Selama lebih dari sepuluh tahun, aliansi Bündnis asal Jerman Timur ini menggelar demonstrasi di awal Pekan Hijau, seperti banyak organisasi pertanian lainnya. Moto tahun ini adalah: "Makanan yang baik memerlukan masa depan". Pekan lalu, perhatian di Berlin terutama tertuju pada demonstrasi besar traktor menentang rencana pengurangan subsidi untuk solar pertanian.

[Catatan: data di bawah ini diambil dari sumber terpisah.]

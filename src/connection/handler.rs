//! Connection Handler
//!
//! Drives one connection end-to-end:
//!
//! ```text
//! Connecting ──register──▶ Open ──close / violation / timeout / fault / shutdown──▶ Closing ──▶ Closed
//!                          receive loop                                   best-effort     release transport,
//!                          (reassemble, dispatch)                         close handshake deregister
//! ```
//!
//! Cleanup is owned by a drop guard, so the transport is released and the
//! registry entry removed exactly once on every exit path, including the
//! task being dropped mid-await.

use std::sync::Arc;
use std::time::Duration;

use tokio::sync::watch;
use tokio_util::sync::CancellationToken;
use tracing::{debug, error, info, warn, Instrument};

use super::registry::{CloseResult, ConnectionRegistry, RegisteredConnection};
use super::stream::{self, StreamEnd};
use super::timeout::TimeoutGovernor;
use super::transport::Transport;
use super::{ConnectionId, ConnectionState, ConnectionStatus};
use crate::config::WebSocketConfig;
use crate::generator::SnapshotSource;
use crate::protocol::command::Command;
use crate::protocol::error::{CloseSeverity, ConnectionError, TransportError};
use crate::protocol::frame::{Assembly, MessageAssembler};
use crate::protocol::wire::{Inbound, Message, MessageKind};

/// Per-connection policies, derived from [`WebSocketConfig`]
#[derive(Debug, Clone)]
pub struct ConnectionSettings {
    pub max_message_size: usize,
    pub idle_timeout: Option<Duration>,
    pub receive_timeout: Option<Duration>,
    pub close_timeout: Duration,
    pub stream_interval: Duration,
}

impl From<&WebSocketConfig> for ConnectionSettings {
    fn from(config: &WebSocketConfig) -> Self {
        ConnectionSettings {
            max_message_size: config.max_message_size,
            idle_timeout: config.idle_timeout(),
            receive_timeout: config.receive_timeout(),
            close_timeout: config.close_timeout(),
            stream_interval: config.stream_interval(),
        }
    }
}

impl Default for ConnectionSettings {
    fn default() -> Self {
        ConnectionSettings::from(&WebSocketConfig::default())
    }
}

/// Registry membership of a live connection. Dropping it closes the books:
/// state goes to `Closed`, the entry is removed, and anyone waiting in
/// `close_all` is told how the close went.
struct Registration {
    registry: Arc<ConnectionRegistry>,
    id: ConnectionId,
    status: Arc<ConnectionStatus>,
    completion: watch::Sender<Option<CloseResult>>,
    result: Option<CloseResult>,
}

impl Drop for Registration {
    fn drop(&mut self) {
        self.status.advance(ConnectionState::Closed);
        self.registry.deregister(&self.id);
        let result = self
            .result
            .take()
            .unwrap_or_else(|| Err("connection task ended before closing".to_string()));
        self.completion.send_replace(Some(result));
    }
}

/// What the receive loop does after a message was dispatched
enum Dispatched {
    Continue,
    StreamEnded(StreamEnd),
}

/// Owns one connection's transport for its whole lifetime.
pub struct ConnectionHandler<T: Transport> {
    transport: T,
    settings: ConnectionSettings,
    assembler: MessageAssembler,
    governor: TimeoutGovernor,
    source: Arc<dyn SnapshotSource>,
    status: Arc<ConnectionStatus>,
    cancel: CancellationToken,
    // Declared last: dropped after the transport
    registration: Registration,
}

impl<T: Transport> ConnectionHandler<T> {
    /// Register a freshly upgraded connection and move it to `Open`.
    ///
    /// The connection's cancellation token is a child of `shutdown`.
    pub fn accept(
        transport: T,
        registry: Arc<ConnectionRegistry>,
        source: Arc<dyn SnapshotSource>,
        settings: ConnectionSettings,
        shutdown: &CancellationToken,
    ) -> Self {
        let status = Arc::new(ConnectionStatus::new());
        let cancel = shutdown.child_token();
        let (completion, completion_rx) = watch::channel(None);

        let id = registry.register(RegisteredConnection::new(
            Arc::clone(&status),
            cancel.clone(),
            completion_rx,
        ));
        status.advance(ConnectionState::Open);

        ConnectionHandler {
            transport,
            assembler: MessageAssembler::new(settings.max_message_size),
            governor: TimeoutGovernor::new(settings.idle_timeout, settings.receive_timeout),
            settings,
            source,
            status: Arc::clone(&status),
            cancel,
            registration: Registration {
                registry,
                id,
                status,
                completion,
                result: None,
            },
        }
    }

    pub fn id(&self) -> &str {
        &self.registration.id
    }

    pub fn state(&self) -> ConnectionState {
        self.status.get()
    }

    /// Token that closes this connection when cancelled
    pub fn cancel_token(&self) -> CancellationToken {
        self.cancel.clone()
    }

    /// Run the connection to completion.
    ///
    /// `Ok` means the client closed the connection; `Err` carries the cause
    /// of a server-initiated close. Either way the connection is fully
    /// cleaned up when this returns.
    pub async fn run(self) -> Result<(), ConnectionError> {
        let span = tracing::info_span!("ws_connection", connection_id = %self.id());
        self.run_to_close().instrument(span).await
    }

    async fn run_to_close(mut self) -> Result<(), ConnectionError> {
        info!(
            active_connections = self.registration.registry.count(),
            "ws_connection_open"
        );

        let outcome = self.receive_loop().await;
        self.status.advance(ConnectionState::Closing);
        log_outcome(&outcome);

        let close_result = self.close_handshake(&outcome).await;

        let ConnectionHandler {
            transport,
            mut registration,
            ..
        } = self;
        drop(transport);
        registration.result = Some(close_result);
        drop(registration);

        debug!("ws_connection_closed");
        outcome
    }

    async fn receive_loop(&mut self) -> Result<(), ConnectionError> {
        loop {
            if self.cancel.is_cancelled() {
                return Err(ConnectionError::Shutdown);
            }
            self.governor.check_idle()?;

            let received = tokio::select! {
                biased;
                () = self.cancel.cancelled() => return Err(ConnectionError::Shutdown),
                received = self.governor.bound(self.transport.recv()) => received?,
            };

            let inbound = match received {
                Some(Ok(inbound)) => inbound,
                Some(Err(TransportError {
                    message_too_long: Some(size),
                    ..
                })) => {
                    return Err(ConnectionError::MessageTooBig {
                        size,
                        limit: self.settings.max_message_size,
                    });
                }
                Some(Err(e)) => return Err(e.into()),
                None => return Err(ConnectionError::PrematureClose),
            };
            self.governor.touch();

            let fragment = match inbound {
                Inbound::Fragment(fragment) => fragment,
                Inbound::Close(frame) => {
                    debug!(
                        code = frame.as_ref().map(|f| f.code),
                        "ws_close_frame_received"
                    );
                    return Ok(());
                }
            };

            match self.assembler.accumulate(fragment) {
                Assembly::Continue => {}
                Assembly::SizeExceeded { size, limit } => {
                    return Err(ConnectionError::MessageTooBig { size, limit });
                }
                Assembly::Complete(message) => match self.dispatch(message).await? {
                    Dispatched::Continue => {}
                    Dispatched::StreamEnded(StreamEnd::Cancelled) => {
                        return Err(ConnectionError::Shutdown);
                    }
                    Dispatched::StreamEnded(StreamEnd::Disconnected(cause)) => {
                        return Err(cause.map_or(ConnectionError::PrematureClose, Into::into));
                    }
                },
            }
        }
    }

    async fn dispatch(&mut self, message: Message) -> Result<Dispatched, ConnectionError> {
        if message.kind == MessageKind::Text && message.as_text().is_none() {
            return Err(ConnectionError::InvalidPayload);
        }

        let command = Command::parse(&message);
        debug!(
            command = command.name(),
            kind = %message.kind,
            size = message.len(),
            "ws_message_received"
        );

        match command {
            Command::GetDashboardData => {
                let reply = stream::snapshot_message(self.source.as_ref())?;
                self.transport.send(reply).await?;
            }
            Command::StartStream => {
                info!("ws_stream_start");
                let (end, sent) = stream::run(
                    &mut self.transport,
                    self.source.as_ref(),
                    &self.status,
                    &self.cancel,
                    self.settings.stream_interval,
                )
                .await?;
                info!(sent, end = ?end, "ws_stream_end");
                return Ok(Dispatched::StreamEnded(end));
            }
            Command::Echo => self.transport.send(message).await?,
        }
        Ok(Dispatched::Continue)
    }

    /// One best-effort close handshake. Failures are reported to the
    /// registry but never escalate.
    async fn close_handshake(&mut self, outcome: &Result<(), ConnectionError>) -> CloseResult {
        let frame = outcome.as_ref().err().map(ConnectionError::close_frame);
        match tokio::time::timeout(self.settings.close_timeout, self.transport.close(frame)).await
        {
            Ok(Ok(())) => Ok(()),
            Ok(Err(e)) => {
                debug!(error = %e, "ws_close_handshake_failed");
                Err(e.to_string())
            }
            Err(_) => {
                debug!(timeout = ?self.settings.close_timeout, "ws_close_handshake_timeout");
                Err("close handshake timed out".to_string())
            }
        }
    }
}

fn log_outcome(outcome: &Result<(), ConnectionError>) {
    let Err(e) = outcome else {
        debug!("ws_client_closed");
        return;
    };
    let frame = e.close_frame();
    match e.severity() {
        CloseSeverity::Info => {
            info!(cause = e.kind(), code = frame.code, reason = %e, "ws_connection_closing");
        }
        CloseSeverity::Warn => {
            warn!(cause = e.kind(), code = frame.code, reason = %e, "ws_connection_closing");
        }
        CloseSeverity::Error => {
            error!(cause = e.kind(), code = frame.code, reason = %e, "ws_connection_closing");
        }
    }
}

Para demonstran menyerukan pertanian bebas GMO, berbasis peternakan, dan ramah lingkungan, dengan slogan “Makanan yang baik memerlukan masa depan”. Mereka mengadvokasi peningkatan pertanian organik yang didukung antara lain oleh organisasi perlindungan hewan, lingkungan, dan asosiasi pertanian ekologis.
Rute demonstrasi para petani organik Sabtu lalu melewati kantor pusat SPD, Bundestag, dan Kanselir. Kepada Menteri BMEL Cem Özdemir diserahkan sebuah petisi yang menyerukan pendanaan struktural agar transisi pertanian dapat direalisasikan.
“Kini saatnya mengambil langkah berikutnya: melaksanakan rekomendasi dari Komisi Borchert,” demikian alasan mereka. Koalisi Jerman masih harus memutuskan hal ini. Terutama partai liberal FDP masih ragu terkait kenaikan pajak untuk mendorong pembiayaan dari pembayar pajak bagi transisi pertanian.
Sebagian bersamaan dengan demonstrasi, Sabtu di Berlin juga digelar konferensi para menteri pertanian, di mana Özdemir menerima sekitar tujuh puluh kolega dari seluruh dunia serta delegasi organisasi internasional. Ia menyatakan ketahanan pangan sangat penting untuk perdamaian dunia.
Özdemir menyoroti gejolak pasar pangan global akibat perang di Ukraina dan dampak perubahan iklim terhadap produksi bahan makanan. Ia menyebutkan sepersepuluh populasi dunia mengalami kelaparan dan kekurangan gizi.
Menurut Özdemir, penting agar negara-negara saling bertukar pengetahuan guna menjamin keamanan pangan serta berbagi hasil pangan. "Dengan membantu negara lain, kita juga membantu diri sendiri untuk keamanan internasional."